180 degrésDepuis toujours, le mouvement nationaliste québécois a fait campagne en dénonçant les intrusions du gouvernement fédéral dans les affaires de la province.  Ils ont fait valoir qu’Ottawa était devenu trop centralisateur et qu’il empiétait sur les domaines de juridiction provinciale.

Mais depuis quelque temps, nous avons pu assister à un revirement à 180 degrés de la part de ces mêmes nationalistes.  Aujourd’hui, ils réclament que le gouvernement fédéral sorte ses gros sabots et dicte à l’Alberta la marche à suivre dans le développement de ses ressources naturelles.

Qui aurait cru qu’un jour les nationalistes québécois demanderaient un gouvernement central fort ayant le pouvoir d’empiéter sur les compétences d’une province ?  Le « maître chez nous » des nationalistes est devenu « maître chez eux »

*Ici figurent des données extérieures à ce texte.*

// src/docs.rs

use utoipa::openapi::security::{Http, HttpAuthScheme, SecurityScheme};
use utoipa::OpenApi;

use crate::handlers;
use crate::models;

#[derive(OpenApi)]
#[openapi(
    paths(
        // --- Auth ---
        handlers::auth::login,
        handlers::auth::refresh_token,

        // --- Users ---
        handlers::users::list_users,
        handlers::users::retrieve_user,
        handlers::users::register_user,
        handlers::users::update_user,
        handlers::users::delete_user,

        // --- Clients ---
        handlers::clients::list_clients,
        handlers::clients::retrieve_client,
        handlers::clients::create_client,
        handlers::clients::update_client,
        handlers::clients::delete_client,

        // --- Contracts ---
        handlers::contracts::list_contracts,
        handlers::contracts::retrieve_contract,
        handlers::contracts::create_contract,
        handlers::contracts::update_contract,
        handlers::contracts::delete_contract,

        // --- Events ---
        handlers::events::list_events,
        handlers::events::retrieve_event,
        handlers::events::create_event,
        handlers::events::update_event,
        handlers::events::delete_event,
    ),
    components(
        schemas(
            // --- Auth ---
            models::auth::Team,
            models::auth::User,
            models::auth::LoginPayload,
            models::auth::RegisterUserPayload,
            models::auth::UpdateUserPayload,
            models::auth::TokenPairResponse,
            models::auth::RefreshPayload,
            models::auth::AccessResponse,

            // --- CRM ---
            models::crm::Client,
            models::crm::ClientPayload,
            models::crm::Contract,
            models::crm::ContractDetail,
            models::crm::ContractPayload,
            models::crm::EventStatus,
            models::crm::Event,
            models::crm::EventPayload,
        )
    ),
    tags(
        (name = "Auth", description = "Autenticação (par de tokens JWT)"),
        (name = "Users", description = "Cadastro e perfil (restrito à gestão)"),
        (name = "Clients", description = "Clientes e seus contatos de vendas"),
        (name = "Contracts", description = "Contratos por cliente"),
        (name = "Events", description = "Eventos de contratos assinados")
    ),
    modifiers(&SecurityAddon)
)]
pub struct ApiDoc;

struct SecurityAddon;

impl utoipa::Modify for SecurityAddon {
    fn modify(&self, openapi: &mut utoipa::openapi::OpenApi) {
        let components = openapi.components.get_or_insert_with(Default::default);
        components.add_security_scheme(
            "api_jwt",
            SecurityScheme::Http(Http::new(HttpAuthScheme::Bearer)),
        );
    }
}
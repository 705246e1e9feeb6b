use axum::{
    extract::{FromRequestParts, State},
    http::request::Parts,
    middleware::Next,
    response::Response,
};

use crate::{common::error::AppError, config::AppState, models::auth::User};

// O middleware em si
pub async fn auth_middleware(
    State(app_state): State<AppState>,
    mut request: axum::http::Request<axum::body::Body>,
    next: Next,
) -> Result<Response, AppError> {
    let headers = request.headers();
    let auth_header = headers
        .get("Authorization")
        .and_then(|value| value.to_str().ok());

    if let Some(auth_header) = auth_header {
        if let Some(token) = auth_header.strip_prefix("Bearer ") {
            let user = app_state.auth_service.validate_access_token(token).await?;

            // Insere o usuário nos "extensions" da requisição
            request.extensions_mut().insert(user);
            return Ok(next.run(request).await);
        }
    }

    Err(AppError::InvalidToken)
}

// Extrator para obter o usuário autenticado diretamente nos handlers
pub struct AuthenticatedUser(pub User);

impl<S> FromRequestParts<S> for AuthenticatedUser
where
    S: Send + Sync,
{
    type Rejection = AppError;

    async fn from_request_parts(parts: &mut Parts, _state: &S) -> Result<Self, Self::Rejection> {
        parts
            .extensions
            .get::<User>()
            .cloned()
            .map(AuthenticatedUser)
            .ok_or(AppError::InvalidToken)
    }
}
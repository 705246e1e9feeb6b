pub mod auth;
pub mod clients;
pub mod contracts;
pub mod events;
pub mod users;
pub mod client_repo;
pub use client_repo::ClientRepository;
pub mod contract_repo;
pub use contract_repo::ContractRepository;
pub mod event_repo;
pub use event_repo::EventRepository;
pub mod user_repo;
pub use user_repo::UserRepository;
// src/services/contract_service.rs

use std::collections::HashMap;

use chrono::{DateTime, Utc};
use uuid::Uuid;

use crate::{
    common::error::{AppError, FieldErrors},
    common::validators::is_prior_to_created_date,
    db::{ClientRepository, ContractRepository},
    models::auth::User,
    models::crm::{Client, ContractDetail, ContractPayload},
    permissions::Ownership,
};

/// Passo objeto puro. `resolved_client` é o cliente apontado pelo payload;
/// `existing` é o contrato armazenado (atualizações): o vencimento é
/// comparado à data de criação armazenada, não à atual. `has_event` diz se
/// o contrato já tem evento (bloqueia voltar a não-assinado).
pub fn validate_contract_rules(
    actor: &User,
    payload: &ContractPayload,
    resolved_client: Option<&Client>,
    existing: Option<&ContractDetail>,
    has_event: bool,
    now: DateTime<Utc>,
) -> Result<(), AppError> {
    let mut errors = FieldErrors::new();

    match (payload.client, resolved_client) {
        (None, _) => {
            errors
                .entry("client".into())
                .or_default()
                .push("Please enter id of client".to_string());
        }
        (Some(id), None) => {
            errors
                .entry("client".into())
                .or_default()
                .push(format!("Sorry, client {id} doesn't exist"));
        }
        (Some(_), Some(client)) => {
            if actor.is_sales() && client.sales_contact != actor.id {
                errors
                    .entry("client".into())
                    .or_default()
                    .push("Sorry, you are not the sales contact of this client".to_string());
            }
        }
    }

    if payload.amount < 0.0 {
        errors
            .entry("amount".into())
            .or_default()
            .push("<amount>: Amount can't be negative".to_string());
    }

    // Na criação a referência é a data atual (que vira date_created); na
    // atualização, a data de criação armazenada.
    let created = existing.map(|c| c.date_created).unwrap_or(now);
    if let Err(message) = is_prior_to_created_date(payload.payment_due, created) {
        errors.entry("payment_due".into()).or_default().push(message);
    }

    if let Some(stored) = existing {
        if stored.status && !payload.status && has_event {
            errors.entry("status".into()).or_default().push(
                "Sorry, this contract's event already exists, it can't be unsigned".to_string(),
            );
        }
    }

    if errors.is_empty() {
        Ok(())
    } else {
        Err(AppError::Rules(errors))
    }
}

#[derive(Clone)]
pub struct ContractService {
    contract_repo: ContractRepository,
    client_repo: ClientRepository,
}

impl ContractService {
    pub fn new(contract_repo: ContractRepository, client_repo: ClientRepository) -> Self {
        Self { contract_repo, client_repo }
    }

    pub async fn get(&self, id: Uuid) -> Result<ContractDetail, AppError> {
        self.contract_repo
            .find_detail_by_id(id)
            .await?
            .ok_or_else(|| AppError::not_found("contract", id))
    }

    pub fn ownership(&self, contract: &ContractDetail) -> Ownership {
        Ownership::of_contract(contract.sales_contact)
    }

    pub async fn list(
        &self,
        filters: &HashMap<String, String>,
    ) -> Result<Vec<ContractDetail>, AppError> {
        self.contract_repo.list(filters).await
    }

    pub async fn create(
        &self,
        actor: &User,
        payload: &ContractPayload,
    ) -> Result<ContractDetail, AppError> {
        let client = self.resolve_client(payload).await?;
        validate_contract_rules(actor, payload, client.as_ref(), None, false, Utc::now())?;

        let client = client.expect("client resolved by validation");
        let contract = self
            .contract_repo
            .create(
                client.id,
                payload.status,
                payload.amount,
                payload.payment_due,
            )
            .await?;
        Ok(ContractDetail {
            id: contract.id,
            client: contract.client,
            sales_contact: client.sales_contact,
            status: contract.status,
            amount: contract.amount,
            payment_due: contract.payment_due,
            date_created: contract.date_created,
            date_updated: contract.date_updated,
        })
    }

    pub async fn update(
        &self,
        actor: &User,
        existing: &ContractDetail,
        payload: &ContractPayload,
    ) -> Result<ContractDetail, AppError> {
        let client = self.resolve_client(payload).await?;
        let has_event = self.contract_repo.has_event(existing.id, None).await?;
        validate_contract_rules(
            actor,
            payload,
            client.as_ref(),
            Some(existing),
            has_event,
            Utc::now(),
        )?;

        let client = client.expect("client resolved by validation");
        let contract = self
            .contract_repo
            .update(
                existing.id,
                client.id,
                payload.status,
                payload.amount,
                payload.payment_due,
            )
            .await?;
        Ok(ContractDetail {
            id: contract.id,
            client: contract.client,
            sales_contact: client.sales_contact,
            status: contract.status,
            amount: contract.amount,
            payment_due: contract.payment_due,
            date_created: contract.date_created,
            date_updated: contract.date_updated,
        })
    }

    pub async fn delete(&self, existing: &ContractDetail) -> Result<(), AppError> {
        self.contract_repo.delete(existing.id).await?;
        Ok(())
    }

    async fn resolve_client(&self, payload: &ContractPayload) -> Result<Option<Client>, AppError> {
        match payload.client {
            Some(id) => Ok(self.client_repo.find_by_id(id).await?),
            None => Ok(None),
        }
    }
}

#[cfg(test)]
mod tests {
    use super::*;
    use crate::models::auth::Team;
    use chrono::Duration;

    fn user(team: Team) -> User {
        User {
            id: Uuid::new_v4(),
            first_name: "Yves".into(),
            last_name: "Antou".into(),
            username: "yantou".into(),
            password_hash: String::new(),
            team,
            is_staff: team == Team::Management,
            is_superuser: false,
            date_created: Utc::now(),
            date_updated: Utc::now(),
        }
    }

    fn client(sales_contact: Uuid) -> Client {
        Client {
            id: Uuid::new_v4(),
            first_name: "Dark".into(),
            last_name: "Vador".into(),
            email: "star@wars.com".into(),
            phone: "12345678".into(),
            mobile: "888888".into(),
            company_name: "L'Empire".into(),
            sales_contact,
            date_created: Utc::now(),
            date_updated: Utc::now(),
        }
    }

    fn detail(client: &Client, status: bool, created: DateTime<Utc>) -> ContractDetail {
        ContractDetail {
            id: Uuid::new_v4(),
            client: client.id,
            sales_contact: client.sales_contact,
            status,
            amount: 10000.0,
            payment_due: created + Duration::days(20),
            date_created: created,
            date_updated: created,
        }
    }

    fn payload(client: Option<Uuid>, payment_due: DateTime<Utc>) -> ContractPayload {
        ContractPayload { client, status: false, amount: 2500.0, payment_due }
    }

    fn field(err: &AppError, key: &str) -> Vec<String> {
        match err {
            AppError::Rules(map) => map.get(key).cloned().unwrap_or_default(),
            other => panic!("expected Rules, got {other:?}"),
        }
    }

    #[test]
    fn missing_client_id_is_reported() {
        let sales = user(Team::Sales);
        let now = Utc::now();
        let err = validate_contract_rules(
            &sales,
            &payload(None, now + Duration::days(50)),
            None,
            None,
            false,
            now,
        )
        .unwrap_err();
        assert_eq!(field(&err, "client")[0], "Please enter id of client");
    }

    #[test]
    fn unknown_client_id_is_reported_with_its_id() {
        let sales = user(Team::Sales);
        let now = Utc::now();
        let id = Uuid::new_v4();
        let err = validate_contract_rules(
            &sales,
            &payload(Some(id), now + Duration::days(50)),
            None,
            None,
            false,
            now,
        )
        .unwrap_err();
        assert_eq!(field(&err, "client")[0], format!("Sorry, client {id} doesn't exist"));
    }

    #[test]
    fn sales_actor_must_own_the_client() {
        let sales = user(Team::Sales);
        let someone_else = Uuid::new_v4();
        let target = client(someone_else);
        let now = Utc::now();
        let err = validate_contract_rules(
            &sales,
            &payload(Some(target.id), now + Duration::days(50)),
            Some(&target),
            None,
            false,
            now,
        )
        .unwrap_err();
        assert_eq!(
            field(&err, "client")[0],
            "Sorry, you are not the sales contact of this client"
        );
    }

    #[test]
    fn management_skips_the_ownership_check() {
        let manager = user(Team::Management);
        let target = client(Uuid::new_v4());
        let now = Utc::now();
        assert!(validate_contract_rules(
            &manager,
            &payload(Some(target.id), now + Duration::days(50)),
            Some(&target),
            None,
            false,
            now,
        )
        .is_ok());
    }

    #[test]
    fn payment_due_cannot_precede_creation_on_create() {
        let sales = user(Team::Sales);
        let target = client(sales.id);
        let now = Utc::now();
        let err = validate_contract_rules(
            &sales,
            &payload(Some(target.id), now - Duration::days(30)),
            Some(&target),
            None,
            false,
            now,
        )
        .unwrap_err();
        assert_eq!(
            field(&err, "payment_due")[0],
            "Payment due date can't be prior to creation date"
        );
    }

    #[test]
    fn update_compares_against_the_stored_creation_date() {
        let sales = user(Team::Sales);
        let target = client(sales.id);
        let created = Utc::now() - Duration::days(10);
        let stored = detail(&target, false, created);
        // Vencimento antes de agora, mas depois da criação armazenada
        let due = created + Duration::days(5);
        assert!(validate_contract_rules(
            &sales,
            &payload(Some(target.id), due),
            Some(&target),
            Some(&stored),
            false,
            Utc::now(),
        )
        .is_ok());
    }

    #[test]
    fn signed_contract_with_event_cannot_be_unsigned() {
        let manager = user(Team::Management);
        let target = client(Uuid::new_v4());
        let created = Utc::now() - Duration::days(10);
        let stored = detail(&target, true, created);
        let err = validate_contract_rules(
            &manager,
            &payload(Some(target.id), created + Duration::days(20)),
            Some(&target),
            Some(&stored),
            true,
            Utc::now(),
        )
        .unwrap_err();
        assert_eq!(
            field(&err, "status")[0],
            "Sorry, this contract's event already exists, it can't be unsigned"
        );
    }

    #[test]
    fn negative_amount_is_rejected() {
        let sales = user(Team::Sales);
        let target = client(sales.id);
        let now = Utc::now();
        let mut bad = payload(Some(target.id), now + Duration::days(50));
        bad.amount = -1.0;
        let err =
            validate_contract_rules(&sales, &bad, Some(&target), None, false, now).unwrap_err();
        assert_eq!(field(&err, "amount")[0], "<amount>: Amount can't be negative");
    }

    #[test]
    fn omitted_status_defaults_to_unsigned() {
        let raw = serde_json::json!({
            "client": Uuid::new_v4(),
            "amount": 2500.0,
            "payment_due": "2030-01-18T10:20:00Z",
        });
        let parsed: ContractPayload = serde_json::from_value(raw).unwrap();
        assert!(!parsed.status);
    }
}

Toujours au sujet des nationalistes, il est fascinant de constater que l’essentiel de leur énergie est consacré non pas à enrichir le Québec, mais à trouver des moyens d’appauvrir l’Alberta.  C’est un peu comme si un élève ayant échoué à un examen décidait de se reprendre non pas en étudiant plus fort, mais plutôt en cherchant des moyens pour faire échouer le premier de classe.  Selon la logique de cet élève, si le premier de classe échoue, il sera désormais à égalité avec celui-ci, qu’importe si c’est une égalité dans la médiocrité.